* WHAT YOU WILL DO
A verbatim copy of each record is required.

* GIVEN ENTRIES
use std::ffi::OsString;

use mswyw_core::{as_float, Metric, OverrideSet};
use serde_json::Value;
use tracing::debug;

use crate::error::ProviderError;
use crate::traits::{OverrideProvider, ParamsProvider};
use crate::types::{param_key, ProviderArgs};

const PARAM_PREFIX: &str = "MSWYW_PARAM_";
const OVERRIDE_PREFIX: &str = "MSWYW_OVERRIDE_";

#[derive(Debug, Clone, Default)]
struct EnvSource {
    snapshot: Option<Vec<(String, String)>>,
}

impl EnvSource {
    fn vars(&self) -> Vec<(String, String)> {
        let mut vars = match &self.snapshot {
            Some(vars) => vars.clone(),
            None => utf8_vars(std::env::vars_os()),
        };
        vars.sort();
        vars
    }
}

// Entries that are not valid UTF-8 cannot name a param or override; skip them.
fn utf8_vars(vars: impl IntoIterator<Item = (OsString, OsString)>) -> Vec<(String, String)> {
    vars.into_iter()
        .filter_map(|(name, value)| match (name.into_string(), value.into_string()) {
            (Ok(name), Ok(value)) => Some((name, value)),
            (name, _) => {
                debug!(var = ?name, "skipping non utf-8 environment variable");
                None
            }
        })
        .collect()
}

/// Builds provider parameters from `MSWYW_PARAM_<PROVIDER>_<KEY>` variables,
/// so `MSWYW_PARAM_NRELIC_APIKEY` becomes `nrelic.APIKEY`.
#[derive(Debug, Clone, Default)]
pub struct EnvParamsProvider {
    source: EnvSource,
}

impl EnvParamsProvider {
    pub const NAME: &'static str = "env";

    pub fn new() -> Self {
        Self::default()
    }

    pub fn with_vars(vars: impl IntoIterator<Item = (String, String)>) -> Self {
        Self {
            source: EnvSource {
                snapshot: Some(vars.into_iter().collect()),
            },
        }
    }
}

impl ParamsProvider for EnvParamsProvider {
    fn name(&self) -> &'static str {
        Self::NAME
    }

    fn compute_params(&self, _cli_args: &ProviderArgs) -> Result<ProviderArgs, ProviderError> {
        let mut out = ProviderArgs::new();
        for (name, value) in self.source.vars() {
            let Some((provider, key)) = name
                .strip_prefix(PARAM_PREFIX)
                .and_then(|rest| rest.split_once('_'))
            else {
                continue;
            };
            if provider.is_empty() || key.is_empty() {
                continue;
            }
            out.insert(
                param_key(&provider.to_ascii_lowercase(), key),
                Value::String(value),
            );
        }
        Ok(out)
    }
}

/// Reads overrides from `MSWYW_OVERRIDE_<METRIC>` variables, e.g.
/// `MSWYW_OVERRIDE_APDEX=1` for platforms that report no Apdex.
#[derive(Debug, Clone, Default)]
pub struct EnvOverrideProvider {
    source: EnvSource,
}

impl EnvOverrideProvider {
    pub const NAME: &'static str = "env";

    pub fn new() -> Self {
        Self::default()
    }

    pub fn with_vars(vars: impl IntoIterator<Item = (String, String)>) -> Self {
        Self {
            source: EnvSource {
                snapshot: Some(vars.into_iter().collect()),
            },
        }
    }
}

impl OverrideProvider for EnvOverrideProvider {
    fn name(&self) -> &'static str {
        Self::NAME
    }

    fn compute_overrides(&self, _cli_args: &ProviderArgs) -> Result<OverrideSet, ProviderError> {
        let mut out = OverrideSet::new();
        for (name, value) in self.source.vars() {
            let Some(metric) = name.strip_prefix(OVERRIDE_PREFIX) else {
                continue;
            };
            let metric = metric
                .to_ascii_lowercase()
                .parse::<Metric>()
                .map_err(|e| ProviderError::Config(format!("{name}: {e}")))?;
            let value = as_float(&name, &Value::String(value))
                .map_err(|e| ProviderError::Config(e.to_string()))?;
            out = out.with(metric, value);
        }
        Ok(out)
    }
}

#[cfg(test)]
mod tests {
    use super::*;

    fn vars(pairs: &[(&str, &str)]) -> Vec<(String, String)> {
        pairs
            .iter()
            .map(|(k, v)| ((*k).to_string(), (*v).to_string()))
            .collect()
    }

    #[cfg(unix)]
    #[test]
    fn non_utf8_variables_are_skipped() {
        use std::os::unix::ffi::OsStringExt;

        let raw = vec![
            (OsString::from("MSWYW_PARAM_NRELIC_APIKEY"), OsString::from("secret")),
            (OsString::from("BAD_VALUE"), OsString::from_vec(vec![0xff, 0xfe])),
            (OsString::from_vec(vec![0xff, 0xfe]), OsString::from("x")),
            (
                OsString::from("MSWYW_OVERRIDE_APDEX"),
                OsString::from_vec(vec![b'1', 0xff]),
            ),
        ];
        let vars = utf8_vars(raw);
        assert_eq!(
            vars,
            vec![("MSWYW_PARAM_NRELIC_APIKEY".to_string(), "secret".to_string())]
        );

        let params = EnvParamsProvider::with_vars(vars)
            .compute_params(&ProviderArgs::new())
            .expect("params");
        assert_eq!(params["nrelic.APIKEY"], "secret");
    }

    #[test]
    fn live_environment_is_read_without_panicking() {
        assert!(EnvParamsProvider::new().compute_params(&ProviderArgs::new()).is_ok());
    }

    #[test]
    fn params_map_provider_and_key() {
        let provider = EnvParamsProvider::with_vars(vars(&[
            ("MSWYW_PARAM_NRELIC_APIKEY", "secret"),
            ("MSWYW_PARAM_ELASTIC_APDEX_T", "0.25"),
            ("MSWYW_PARAM_BROKEN", "x"),
            ("HOME", "/root"),
        ]));
        let params = provider.compute_params(&ProviderArgs::new()).expect("params");
        assert_eq!(params.len(), 2);
        assert_eq!(params["nrelic.APIKEY"], "secret");
        assert_eq!(params["elastic.APDEX_T"], "0.25");
    }

    #[test]
    fn overrides_parse_metric_names() {
        let provider = EnvOverrideProvider::with_vars(vars(&[
            ("MSWYW_OVERRIDE_APDEX", "1"),
            ("MSWYW_OVERRIDE_epm", "0.5"),
        ]));
        let set = provider.compute_overrides(&ProviderArgs::new()).expect("overrides");
        assert_eq!(set.get(Metric::Apdex), Some(1.0));
        assert_eq!(set.get(Metric::Epm), Some(0.5));
    }

    #[test]
    fn overrides_reject_unknown_metric_and_bad_number() {
        let unknown = EnvOverrideProvider::with_vars(vars(&[("MSWYW_OVERRIDE_LATENCY", "1")]));
        assert!(unknown.compute_overrides(&ProviderArgs::new()).is_err());

        let bad = EnvOverrideProvider::with_vars(vars(&[("MSWYW_OVERRIDE_MEM", "lots")]));
        let err = bad
            .compute_overrides(&ProviderArgs::new())
            .expect_err("must fail");
        assert!(err.is_config());
    }
}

* TASK RESPONSE
use std::ffi::OsString;

use mswyw_core::{as_float, Metric, OverrideSet};
use serde_json::Value;
use tracing::debug;

use crate::error::ProviderError;
use crate::traits::{OverrideProvider, ParamsProvider};
use crate::types::{param_key, ProviderArgs};

const PARAM_PREFIX: &str = "MSWYW_PARAM_";
const OVERRIDE_PREFIX: &str = "MSWYW_OVERRIDE_";

#[derive(Debug, Clone, Default)]
struct EnvSource {
    snapshot: Option<Vec<(String, String)>>,
}

impl EnvSource {
    fn vars(&self) -> Vec<(String, String)> {
        let mut vars = match &self.snapshot {
            Some(vars) => vars.clone(),
            None => utf8_vars(std::env::vars_os()),
        };
        vars.sort();
        vars
    }
}

// Entries that are not valid UTF-8 cannot name a param or override; skip them.
fn utf8_vars(vars: impl IntoIterator<Item = (OsString, OsString)>) -> Vec<(String, String)> {
    vars.into_iter()
        .filter_map(|(name, value)| match (name.into_string(), value.into_string()) {
            (Ok(name), Ok(value)) => Some((name, value)),
            (name, _) => {
                debug!(var = ?name, "skipping non utf-8 environment variable");
                None
            }
        })
        .collect()
}

/// Builds provider parameters from `MSWYW_PARAM_<PROVIDER>_<KEY>` variables,
/// so `MSWYW_PARAM_NRELIC_APIKEY` becomes `nrelic.APIKEY`.
#[derive(Debug, Clone, Default)]
pub struct EnvParamsProvider {
    source: EnvSource,
}

impl EnvParamsProvider {
    pub const NAME: &'static str = "env";

    pub fn new() -> Self {
        Self::default()
    }

    pub fn with_vars(vars: impl IntoIterator<Item = (String, String)>) -> Self {
        Self {
            source: EnvSource {
                snapshot: Some(vars.into_iter().collect()),
            },
        }
    }
}

impl ParamsProvider for EnvParamsProvider {
    fn name(&self) -> &'static str {
        Self::NAME
    }

    fn compute_params(&self, _cli_args: &ProviderArgs) -> Result<ProviderArgs, ProviderError> {
        let mut out = ProviderArgs::new();
        for (name, value) in self.source.vars() {
            let Some((provider, key)) = name
                .strip_prefix(PARAM_PREFIX)
                .and_then(|rest| rest.split_once('_'))
            else {
                continue;
            };
            if provider.is_empty() || key.is_empty() {
                continue;
            }
            out.insert(
                param_key(&provider.to_ascii_lowercase(), key),
                Value::String(value),
            );
        }
        Ok(out)
    }
}

/// Reads overrides from `MSWYW_OVERRIDE_<METRIC>` variables, e.g.
/// `MSWYW_OVERRIDE_APDEX=1` for platforms that report no Apdex.
#[derive(Debug, Clone, Default)]
pub struct EnvOverrideProvider {
    source: EnvSource,
}

impl EnvOverrideProvider {
    pub const NAME: &'static str = "env";

    pub fn new() -> Self {
        Self::default()
    }

    pub fn with_vars(vars: impl IntoIterator<Item = (String, String)>) -> Self {
        Self {
            source: EnvSource {
                snapshot: Some(vars.into_iter().collect()),
            },
        }
    }
}

impl OverrideProvider for EnvOverrideProvider {
    fn name(&self) -> &'static str {
        Self::NAME
    }

    fn compute_overrides(&self, _cli_args: &ProviderArgs) -> Result<OverrideSet, ProviderError> {
        let mut out = OverrideSet::new();
        for (name, value) in self.source.vars() {
            let Some(metric) = name.strip_prefix(OVERRIDE_PREFIX) else {
                continue;
            };
            let metric = metric
                .to_ascii_lowercase()
                .parse::<Metric>()
                .map_err(|e| ProviderError::Config(format!("{name}: {e}")))?;
            let value = as_float(&name, &Value::String(value))
                .map_err(|e| ProviderError::Config(e.to_string()))?;
            out = out.with(metric, value);
        }
        Ok(out)
    }
}

#[cfg(test)]
mod tests {
    use super::*;

    fn vars(pairs: &[(&str, &str)]) -> Vec<(String, String)> {
        pairs
            .iter()
            .map(|(k, v)| ((*k).to_string(), (*v).to_string()))
            .collect()
    }

    #[cfg(unix)]
    #[test]
    fn non_utf8_variables_are_skipped() {
        use std::os::unix::ffi::OsStringExt;

        let raw = vec![
            (OsString::from("MSWYW_PARAM_NRELIC_APIKEY"), OsString::from("secret")),
            (OsString::from("BAD_VALUE"), OsString::from_vec(vec![0xff, 0xfe])),
            (OsString::from_vec(vec![0xff, 0xfe]), OsString::from("x")),
            (
                OsString::from("MSWYW_OVERRIDE_APDEX"),
                OsString::from_vec(vec![b'1', 0xff]),
            ),
        ];
        let vars = utf8_vars(raw);
        assert_eq!(
            vars,
            vec![("MSWYW_PARAM_NRELIC_APIKEY".to_string(), "secret".to_string())]
        );

        let params = EnvParamsProvider::with_vars(vars)
            .compute_params(&ProviderArgs::new())
            .expect("params");
        assert_eq!(params["nrelic.APIKEY"], "secret");
    }

    #[test]
    fn live_environment_is_read_without_panicking() {
        assert!(EnvParamsProvider::new().compute_params(&ProviderArgs::new()).is_ok());
    }

    #[test]
    fn params_map_provider_and_key() {
        let provider = EnvParamsProvider::with_vars(vars(&[
            ("MSWYW_PARAM_NRELIC_APIKEY", "secret"),
            ("MSWYW_PARAM_ELASTIC_APDEX_T", "0.25"),
            ("MSWYW_PARAM_BROKEN", "x"),
            ("HOME", "/root"),
        ]));
        let params = provider.compute_params(&ProviderArgs::new()).expect("params");
        assert_eq!(params.len(), 2);
        assert_eq!(params["nrelic.APIKEY"], "secret");
        assert_eq!(params["elastic.APDEX_T"], "0.25");
    }

    #[test]
    fn overrides_parse_metric_names() {
        let provider = EnvOverrideProvider::with_vars(vars(&[
            ("MSWYW_OVERRIDE_APDEX", "1"),
            ("MSWYW_OVERRIDE_epm", "0.5"),
        ]));
        let set = provider.compute_overrides(&ProviderArgs::new()).expect("overrides");
        assert_eq!(set.get(Metric::Apdex), Some(1.0));
        assert_eq!(set.get(Metric::Epm), Some(0.5));
    }

    #[test]
    fn overrides_reject_unknown_metric_and_bad_number() {
        let unknown = EnvOverrideProvider::with_vars(vars(&[("MSWYW_OVERRIDE_LATENCY", "1")]));
        assert!(unknown.compute_overrides(&ProviderArgs::new()).is_err());

        let bad = EnvOverrideProvider::with_vars(vars(&[("MSWYW_OVERRIDE_MEM", "lots")]));
        let err = bad
            .compute_overrides(&ProviderArgs::new())
            .expect_err("must fail");
        assert!(err.is_config());
    }
}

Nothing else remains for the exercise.